For judging quality of the scans, here is another example (above). The scan (left) captured the halftone dots reasonably well. It was scanned at a higher resolution and at an angle. The scan (on the right) captured none of the halftone dots, and consists of a pronounced and unwanted moire. 

A note of caution: When judging scanned images for quality, this really needs to be done only by zooming in close enough for seeing the actual halftone dots. This is to avoid yet another instance where moires can occur. The computer being used for scanning and viewing your images, has a pattern all of its own built into the display. Even with a good scan of an item, with good capturing of the printed dots, when viewed at different zoom sizes, you will see different odd looking moire patterns appear on your screen. The odd (and cool looking) pattern seen in the above example is only due to the size I was viewing it on screen. It was due to a conflict of patterns with my monitor. If I were to zoom in close though, the quality of the halftone dots would be evident. 

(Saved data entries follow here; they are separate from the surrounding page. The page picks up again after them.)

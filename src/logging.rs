// ==========================================
// 日志系统初始化
// ==========================================
// 使用 tracing 和 tracing-subscriber
// 环境变量:
// - RUST_LOG: 过滤器（默认 info）
// - CUSTOM_MANUFACTURING_LOG_FORMAT: text | json
// ==========================================

use tracing_subscriber::{fmt, EnvFilter};

pub const LOG_FORMAT_ENV: &str = "CUSTOM_MANUFACTURING_LOG_FORMAT";

/// 日志输出格式
#[derive(Debug, Clone, Copy, PartialEq, Eq)]
pub enum LogFormat {
    Text,
    Json,
}

impl LogFormat {
    /// 解析格式名称，未知值按 Text 处理
    pub fn parse(value: &str) -> Self {
        match value.trim().to_ascii_lowercase().as_str() {
            "json" => LogFormat::Json,
            _ => LogFormat::Text,
        }
    }

    pub fn from_env() -> Self {
        std::env::var(LOG_FORMAT_ENV)
            .map(|v| Self::parse(&v))
            .unwrap_or(LogFormat::Text)
    }
}

/// 初始化日志系统（命令行入口调用一次）
///
/// # 示例
/// ```no_run
/// use custom_manufacturing::logging;
/// logging::init();
/// ```
pub fn init() {
    let filter = EnvFilter::try_from_default_env().unwrap_or_else(|_| EnvFilter::new("info"));

    // 已初始化时忽略
    let _ = match LogFormat::from_env() {
        LogFormat::Json => fmt()
            .json()
            .with_env_filter(filter)
            .with_current_span(true)
            .try_init(),
        LogFormat::Text => fmt()
            .with_env_filter(filter)
            .with_target(true)
            .with_line_number(true)
            .try_init(),
    };
}

/// 测试环境日志（debug 级别，输出到测试捕获）
pub fn init_test() {
    let _ = fmt()
        .with_env_filter(EnvFilter::new("debug"))
        .with_test_writer()
        .try_init();
}
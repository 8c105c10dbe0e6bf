// ==========================================
// 定制制造扩展 - 引擎层
// ==========================================
// 职责: 单据事件处理规则（磨损台账、保养清零/恢复、
//       作业卡自动生成、保存前同步）
// 红线: Engine 不拼 SQL，数据访问全部经由 Repository
// ==========================================

pub mod events;
pub mod job_card_generator;
pub mod maintenance;
pub mod wear_ledger;
pub mod weight_sync;

// 重导出核心引擎
pub use events::{DocEventDispatcher, DocumentEvent, EventOutcome};
pub use job_card_generator::{new_job_card_name, JobCardGenerator};
pub use maintenance::MaintenanceEngine;
pub use wear_ledger::WearLedgerEngine;
pub use weight_sync::WeightSyncEngine;
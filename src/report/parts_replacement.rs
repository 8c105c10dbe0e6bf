// ==========================================
// 定制制造扩展 - 工作站部件更换报表
// ==========================================

use crate::domain::workstation::{Workstation, WorkstationWearMonitor};
use crate::i18n::t;
use crate::report::{ReportColumn, ReportFilters, ReportOutput};
use crate::repository::error::RepositoryResult;
use crate::repository::report_repo::{ReportRepository, WorkstationWearRow};
use serde_json::{json, Value};
use std::sync::Arc;
use tracing::instrument;

pub struct PartsReplacementReport {
    report_repo: Arc<ReportRepository>,
}

impl PartsReplacementReport {
    pub fn new(report_repo: Arc<ReportRepository>) -> Self {
        Self { report_repo }
    }

    pub fn columns() -> Vec<ReportColumn> {
        vec![
            ReportColumn::link(t("report.column.workstation"), "workstation", "Workstation", 180),
            ReportColumn::link(t("report.column.plant"), "plant_floor", "Plant Floor", 140),
            ReportColumn::new(t("report.column.threshold_qty"), "threshold_qty", "Float", 170),
            ReportColumn::new(t("report.column.completed_qty"), "completed_qty", "Float", 140),
            ReportColumn::new(t("report.column.remaining_qty"), "remaining_qty", "Float", 140),
            ReportColumn::new(t("report.column.status"), "status", "Data", 180),
        ]
    }

    #[instrument(skip(self))]
    pub fn execute(&self, filters: &ReportFilters) -> RepositoryResult<ReportOutput> {
        let data = self
            .report_repo
            .fetch_workstation_wear(filters.plant())?
            .into_iter()
            .map(build_row)
            .collect();
        Ok(ReportOutput::table(Self::columns(), data))
    }
}

fn build_row(row: WorkstationWearRow) -> Value {
    let ws = Workstation {
        worked_quantity: row.completed_qty,
        quantity_before_replacement: row.threshold_qty,
        ..Workstation::new(row.name, row.plant_floor)
    };

    let status = if ws.needs_parts_replacement() {
        t("report.status.replacement_required")
    } else {
        t("report.status.within_limit")
    };

    json!({
        "workstation": ws.name,
        "plant_floor": ws.plant_floor,
        "threshold_qty": ws.quantity_before_replacement,
        "completed_qty": ws.worked_quantity,
        "remaining_qty": ws.remaining_quantity(),
        "status": status,
    })
}

#[cfg(test)]
mod tests {
    use super::*;
    use crate::i18n::{set_locale, LOCALE_TEST_LOCK};
    use crate::repository::workstation_repo::WorkstationRepository;
    use rusqlite::Connection;
    use std::sync::Mutex;

    fn wear_row(threshold: f64, completed: f64) -> WorkstationWearRow {
        WorkstationWearRow {
            name: "WS-1".to_string(),
            plant_floor: Some("Plant A".to_string()),
            threshold_qty: threshold,
            completed_qty: completed,
        }
    }

    #[test]
    fn test_build_row_status() {
        let _guard = LOCALE_TEST_LOCK.lock().unwrap_or_else(|e| e.into_inner());
        set_locale("en");

        let row = build_row(wear_row(100.0, 40.0));
        assert_eq!(row["remaining_qty"], 60.0);
        assert_eq!(row["status"], "Within Limit");

        let row = build_row(wear_row(100.0, 100.0));
        assert_eq!(row["remaining_qty"], 0.0);
        assert_eq!(row["status"], "Parts Replacement Required");

        let row = build_row(wear_row(0.0, 900.0));
        assert_eq!(row["remaining_qty"], 0.0);
        assert_eq!(row["status"], "Within Limit");
    }

    #[test]
    fn test_execute_filters_by_plant_and_orders() {
        let _guard = LOCALE_TEST_LOCK.lock().unwrap_or_else(|e| e.into_inner());
        set_locale("en");

        let conn = Connection::open_in_memory().unwrap();
        crate::db::init_schema(&conn).unwrap();
        let conn = Arc::new(Mutex::new(conn));
        let ws_repo = WorkstationRepository::from_connection(conn.clone());
        for (name, plant) in [("WS-B", "Plant A"), ("WS-A", "Plant A"), ("WS-C", "Plant B")] {
            ws_repo
                .insert(&Workstation::new(name, Some(plant.to_string())))
                .unwrap();
        }

        let report = PartsReplacementReport::new(Arc::new(ReportRepository::from_connection(conn)));

        let all = report.execute(&ReportFilters::default()).unwrap();
        let names: Vec<&str> = all.data.iter().map(|r| r["workstation"].as_str().unwrap()).collect();
        assert_eq!(names, vec!["WS-A", "WS-B", "WS-C"]);
        assert_eq!(all.columns.len(), 6);

        let filtered = report
            .execute(&ReportFilters {
                plant: Some("Plant B".to_string()),
                ..Default::default()
            })
            .unwrap();
        assert_eq!(filtered.data.len(), 1);
        assert_eq!(filtered.data[0]["workstation"], "WS-C");
    }
}
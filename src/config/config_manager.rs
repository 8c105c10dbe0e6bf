// ==========================================
// 定制制造扩展 - 配置管理器
// ==========================================
// 职责: 配置加载、查询、覆写管理
// 存储: config_kv 表 (key-value + scope)
// ==========================================

use crate::config::config_reader::LedgerConfigReader;
use crate::domain::types::FieldType;
use rusqlite::{params, Connection};
use serde_json::json;
use std::collections::HashMap;
use std::error::Error;
use std::sync::{Arc, Mutex};

// ==========================================
// 默认值
// ==========================================
pub const DEFAULT_WEIGHT_NUMERIC_FIELD_TYPES: &str = "Float,Currency,Int,Percent";
pub const DEFAULT_MACHINE_TIME_PRECISION: u32 = 2;
pub const DEFAULT_BREAKDOWN_CHART_TOP_N: usize = 10;
pub const DEFAULT_LOCALE: &str = "en";

// ==========================================
// ConfigManager - 配置管理器
// ==========================================
pub struct ConfigManager {
    conn: Arc<Mutex<Connection>>,
}

impl ConfigManager {
    /// 从已有连接创建 ConfigManager
    ///
    /// 说明：为保证连接行为一致，会对传入连接再次应用统一 PRAGMA（幂等）。
    pub fn from_connection(conn: Arc<Mutex<Connection>>) -> Result<Self, Box<dyn Error>> {
        {
            let conn_guard = conn.lock().map_err(|e| format!("锁获取失败: {}", e))?;
            crate::db::configure_sqlite_connection(&conn_guard)?;
        }

        Ok(Self { conn })
    }

    /// 从 config_kv 表读取配置值（scope_id='global'）
    ///
    /// # 返回
    /// - Some(String): 配置值
    /// - None: 配置不存在
    fn get_config_value(&self, key: &str) -> Result<Option<String>, Box<dyn Error>> {
        let conn = self.conn.lock().map_err(|e| format!("锁获取失败: {}", e))?;
        ConfigView::new(&conn).get_config_value(key)
    }

    /// 读取 global scope 的配置值（公开方法，供其他模块复用）
    pub fn get_global_config_value(&self, key: &str) -> Result<Option<String>, Box<dyn Error>> {
        self.get_config_value(key)
    }

    /// 写入 global scope 的配置值
    pub fn set_global_config_value(&self, key: &str, value: &str) -> Result<(), Box<dyn Error>> {
        let conn = self.conn.lock().map_err(|e| format!("锁获取失败: {}", e))?;
        conn.execute(
            "INSERT INTO config_kv (scope_id, key, value) VALUES ('global', ?1, ?2)
             ON CONFLICT(scope_id, key) DO UPDATE SET value = ?2, updated_at = datetime('now')",
            params![key, value],
        )?;
        Ok(())
    }

    /// 获取所有配置的快照（JSON格式）
    pub fn get_config_snapshot(&self) -> Result<String, Box<dyn Error>> {
        let conn = self.conn.lock().map_err(|e| format!("锁获取失败: {}", e))?;

        let mut stmt = conn.prepare(
            "SELECT key, value FROM config_kv WHERE scope_id = 'global' ORDER BY key"
        )?;

        let mut config_map: HashMap<String, String> = HashMap::new();
        let rows = stmt.query_map([], |row| {
            Ok((
                row.get::<_, String>(0)?,
                row.get::<_, String>(1)?,
            ))
        })?;

        for row in rows {
            let (key, value) = row?;
            config_map.insert(key, value);
        }

        let json_value = json!(config_map);
        Ok(serde_json::to_string(&json_value)?)
    }

    /// 界面语言
    pub fn get_locale(&self) -> Result<String, Box<dyn Error>> {
        let value = self
            .get_config_value(config_keys::LOCALE)?
            .unwrap_or_else(|| DEFAULT_LOCALE.to_string());
        let value = value.trim();
        if value.is_empty() {
            Ok(DEFAULT_LOCALE.to_string())
        } else {
            Ok(value.to_string())
        }
    }
}

// ==========================================
// ConfigView - 借用连接的只读配置视图
// ==========================================
// 单据事务内已持有连接锁时使用
pub struct ConfigView<'a> {
    conn: &'a Connection,
}

impl<'a> ConfigView<'a> {
    pub fn new(conn: &'a Connection) -> Self {
        Self { conn }
    }

    fn get_config_value(&self, key: &str) -> Result<Option<String>, Box<dyn Error>> {
        let result = self.conn.query_row(
            "SELECT value FROM config_kv WHERE scope_id = 'global' AND key = ?1",
            params![key],
            |row| row.get::<_, String>(0),
        );

        match result {
            Ok(value) => Ok(Some(value)),
            Err(rusqlite::Error::QueryReturnedNoRows) => Ok(None),
            Err(e) => Err(Box::new(e)),
        }
    }

    fn get_config_or_default(&self, key: &str, default: &str) -> Result<String, Box<dyn Error>> {
        Ok(self.get_config_value(key)?.unwrap_or_else(|| default.to_string()))
    }
}

// ==========================================
// LedgerConfigReader Trait 实现
// ==========================================
impl LedgerConfigReader for ConfigManager {
    fn get_weight_numeric_field_types(&self) -> Result<Vec<FieldType>, Box<dyn Error>> {
        let conn = self.conn.lock().map_err(|e| format!("锁获取失败: {}", e))?;
        ConfigView::new(&conn).get_weight_numeric_field_types()
    }

    fn get_machine_time_precision(&self) -> Result<u32, Box<dyn Error>> {
        let conn = self.conn.lock().map_err(|e| format!("锁获取失败: {}", e))?;
        ConfigView::new(&conn).get_machine_time_precision()
    }

    fn get_breakdown_chart_top_n(&self) -> Result<usize, Box<dyn Error>> {
        let conn = self.conn.lock().map_err(|e| format!("锁获取失败: {}", e))?;
        ConfigView::new(&conn).get_breakdown_chart_top_n()
    }
}

impl LedgerConfigReader for ConfigView<'_> {
    fn get_weight_numeric_field_types(&self) -> Result<Vec<FieldType>, Box<dyn Error>> {
        let value = self.get_config_or_default(
            config_keys::WEIGHT_NUMERIC_FIELD_TYPES,
            DEFAULT_WEIGHT_NUMERIC_FIELD_TYPES,
        )?;

        let types: Vec<FieldType> = value
            .split(',')
            .map(str::trim)
            .filter(|s| !s.is_empty())
            .map(FieldType::from_str)
            .collect();

        if types.is_empty() {
            Ok(DEFAULT_WEIGHT_NUMERIC_FIELD_TYPES
                .split(',')
                .map(FieldType::from_str)
                .collect())
        } else {
            Ok(types)
        }
    }

    fn get_machine_time_precision(&self) -> Result<u32, Box<dyn Error>> {
        let value = self.get_config_or_default(
            config_keys::MACHINE_TIME_PRECISION,
            &DEFAULT_MACHINE_TIME_PRECISION.to_string(),
        )?;
        Ok(value
            .trim()
            .parse::<u32>()
            .ok()
            .filter(|p| *p <= 9)
            .unwrap_or(DEFAULT_MACHINE_TIME_PRECISION))
    }

    fn get_breakdown_chart_top_n(&self) -> Result<usize, Box<dyn Error>> {
        let value = self.get_config_or_default(
            config_keys::BREAKDOWN_CHART_TOP_N,
            &DEFAULT_BREAKDOWN_CHART_TOP_N.to_string(),
        )?;
        Ok(value
            .trim()
            .parse::<usize>()
            .ok()
            .filter(|n| *n > 0)
            .unwrap_or(DEFAULT_BREAKDOWN_CHART_TOP_N))
    }
}

// ==========================================
// 配置键常量
// ==========================================
pub mod config_keys {
    // 作业卡
    pub const WEIGHT_NUMERIC_FIELD_TYPES: &str = "weight_numeric_field_types";
    pub const MACHINE_TIME_PRECISION: &str = "machine_time_precision";

    // 报表
    pub const BREAKDOWN_CHART_TOP_N: &str = "breakdown_chart_top_n";

    // 界面
    pub const LOCALE: &str = "locale";
}

#[cfg(test)]
mod tests {
    use super::*;

    fn setup_manager() -> ConfigManager {
        let conn = Connection::open_in_memory().unwrap();
        crate::db::init_schema(&conn).unwrap();
        ConfigManager::from_connection(Arc::new(Mutex::new(conn))).unwrap()
    }

    #[test]
    fn test_defaults() {
        let cm = setup_manager();
        assert_eq!(
            cm.get_weight_numeric_field_types().unwrap(),
            vec![FieldType::Float, FieldType::Currency, FieldType::Int, FieldType::Percent]
        );
        assert_eq!(cm.get_machine_time_precision().unwrap(), 2);
        assert_eq!(cm.get_breakdown_chart_top_n().unwrap(), 10);
        assert_eq!(cm.get_locale().unwrap(), "en");
    }

    #[test]
    fn test_overrides_and_invalid_values() {
        let cm = setup_manager();
        cm.set_global_config_value(config_keys::WEIGHT_NUMERIC_FIELD_TYPES, "Float, Int")
            .unwrap();
        cm.set_global_config_value(config_keys::MACHINE_TIME_PRECISION, "3").unwrap();
        cm.set_global_config_value(config_keys::BREAKDOWN_CHART_TOP_N, "0").unwrap();

        assert_eq!(
            cm.get_weight_numeric_field_types().unwrap(),
            vec![FieldType::Float, FieldType::Int]
        );
        assert_eq!(cm.get_machine_time_precision().unwrap(), 3);
        assert_eq!(cm.get_breakdown_chart_top_n().unwrap(), 10);
    }

    #[test]
    fn test_snapshot() {
        let cm = setup_manager();
        cm.set_global_config_value(config_keys::LOCALE, "zh-CN").unwrap();
        let snapshot: HashMap<String, String> =
            serde_json::from_str(&cm.get_config_snapshot().unwrap()).unwrap();
        assert_eq!(snapshot.get("locale").map(String::as_str), Some("zh-CN"));
    }
}
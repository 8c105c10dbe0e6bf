// ==========================================
// 定制制造扩展 - 设备保养领域模型
// ==========================================
// 对齐: machine_maintenance 表
// 状态: NORMAL → RESET_PENDING → NORMAL
// ==========================================

use crate::domain::types::{is_checked, DocStatus};
use serde::{Deserialize, Serialize};
use serde_json::Value;

// ==========================================
// MachineMaintenance - 设备保养单
// ==========================================
#[derive(Debug, Clone, PartialEq, Serialize, Deserialize, Default)]
pub struct MachineMaintenance {
    pub name: String,
    pub machine_name: Option<String>, // 对应工作站
    /// 保养完成标记（原始值，经 `is_checked` 解释）
    pub maintenance_done: Value,
    /// 保养前工作站累计数量快照（None 表示无待恢复快照）
    pub previous_worked_hours: Option<f64>,
    pub docstatus: DocStatus,

    #[serde(skip)]
    pub flags: DocFlags,
}

/// 运行期标记（不持久化）
#[derive(Debug, Clone, Copy, PartialEq, Eq, Default)]
pub struct DocFlags {
    /// 删除流程中
    pub in_delete: bool,
}

/// 工作站计数在保养周期中的状态
#[derive(Debug, Clone, Copy, PartialEq, Eq, Serialize, Deserialize)]
#[serde(rename_all = "SCREAMING_SNAKE_CASE")]
pub enum MaintenanceState {
    Normal,
    ResetPending,
}

impl MachineMaintenance {
    pub fn new(name: impl Into<String>, machine_name: Option<String>) -> Self {
        Self {
            name: name.into(),
            machine_name,
            maintenance_done: Value::Bool(false),
            ..Default::default()
        }
    }

    /// 保养是否完成
    pub fn is_done(&self) -> bool {
        is_checked(&self.maintenance_done)
    }

    /// 是否关联了工作站
    pub fn machine(&self) -> Option<&str> {
        self.machine_name.as_deref().filter(|m| !m.trim().is_empty())
    }

    /// 当前所处状态（依据快照是否存在）
    pub fn state(&self) -> MaintenanceState {
        if self.previous_worked_hours.is_some() {
            MaintenanceState::ResetPending
        } else {
            MaintenanceState::Normal
        }
    }
}
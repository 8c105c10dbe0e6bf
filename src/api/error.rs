// ==========================================
// 定制制造扩展 - API层错误类型
// ==========================================
// 职责: 单据生命周期与 RPC 的错误；仓储错误在此转换
// ==========================================

use crate::domain::types::DocStatus;
use crate::repository::error::RepositoryError;
use thiserror::Error;

#[derive(Error, Debug)]
pub enum ApiError {
    #[error("无效输入: {0}")]
    InvalidInput(String),

    #[error("资源未找到: {0}")]
    NotFound(String),

    #[error("业务规则违反: {0}")]
    BusinessRuleViolation(String),

    /// 单据状态不允许该操作（如提交非草稿单据）
    #[error("无效的状态转换: from={from} to={to}")]
    InvalidStateTransition { from: String, to: String },

    #[error("数据库错误: {0}")]
    DatabaseError(String),

    #[error("内部错误: {0}")]
    InternalError(String),
}

impl ApiError {
    pub fn transition(from: DocStatus, to: impl ToString) -> Self {
        ApiError::InvalidStateTransition {
            from: from.to_string(),
            to: to.to_string(),
        }
    }
}

impl From<RepositoryError> for ApiError {
    fn from(err: RepositoryError) -> Self {
        match err {
            RepositoryError::NotFound { entity, id } => {
                ApiError::NotFound(format!("{}(id={})不存在", entity, id))
            }
            RepositoryError::LockError(msg) => {
                ApiError::DatabaseError(format!("数据库锁获取失败: {}", msg))
            }
            RepositoryError::DatabaseQueryError(msg) => ApiError::DatabaseError(msg),
            RepositoryError::UniqueConstraintViolation(msg) => {
                ApiError::BusinessRuleViolation(format!("唯一约束违反: {}", msg))
            }
            RepositoryError::ForeignKeyViolation(msg) => {
                ApiError::BusinessRuleViolation(format!("外键约束违反: {}", msg))
            }
            RepositoryError::FieldValueError { field, message } => {
                ApiError::InvalidInput(format!("字段{}错误: {}", field, message))
            }
            RepositoryError::InternalError(msg) => ApiError::InternalError(msg),
        }
    }
}

pub type ApiResult<T> = Result<T, ApiError>;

Now that quality dots have been scanned, the next step will relate to what we now do with them to avoid a problem that can occur during print production. Subsequent posts will related to how to refine these types of images for production. 
In spite of the problems and challenges that come from these patterns, I do find them to be fascinating and fun when found in the "real world." This comes to mind almost every time I travel the PA Turnpike and drive under one of the many bridges with large screened fences on both sides of the road above. Between the motion of my travel, and the conflicting patterns of the two screens above, I get to watch a constantly changing and moving moire. 
Photo information: The color postcard is of Lamberton High School, Carlisle PA. The second photo is the interior of the "A Street Church" (home of Carlisle Brethren in Christ Church from 1920-1952) scanned from a dedication booklet published by the Planning and Development Committee in 1972.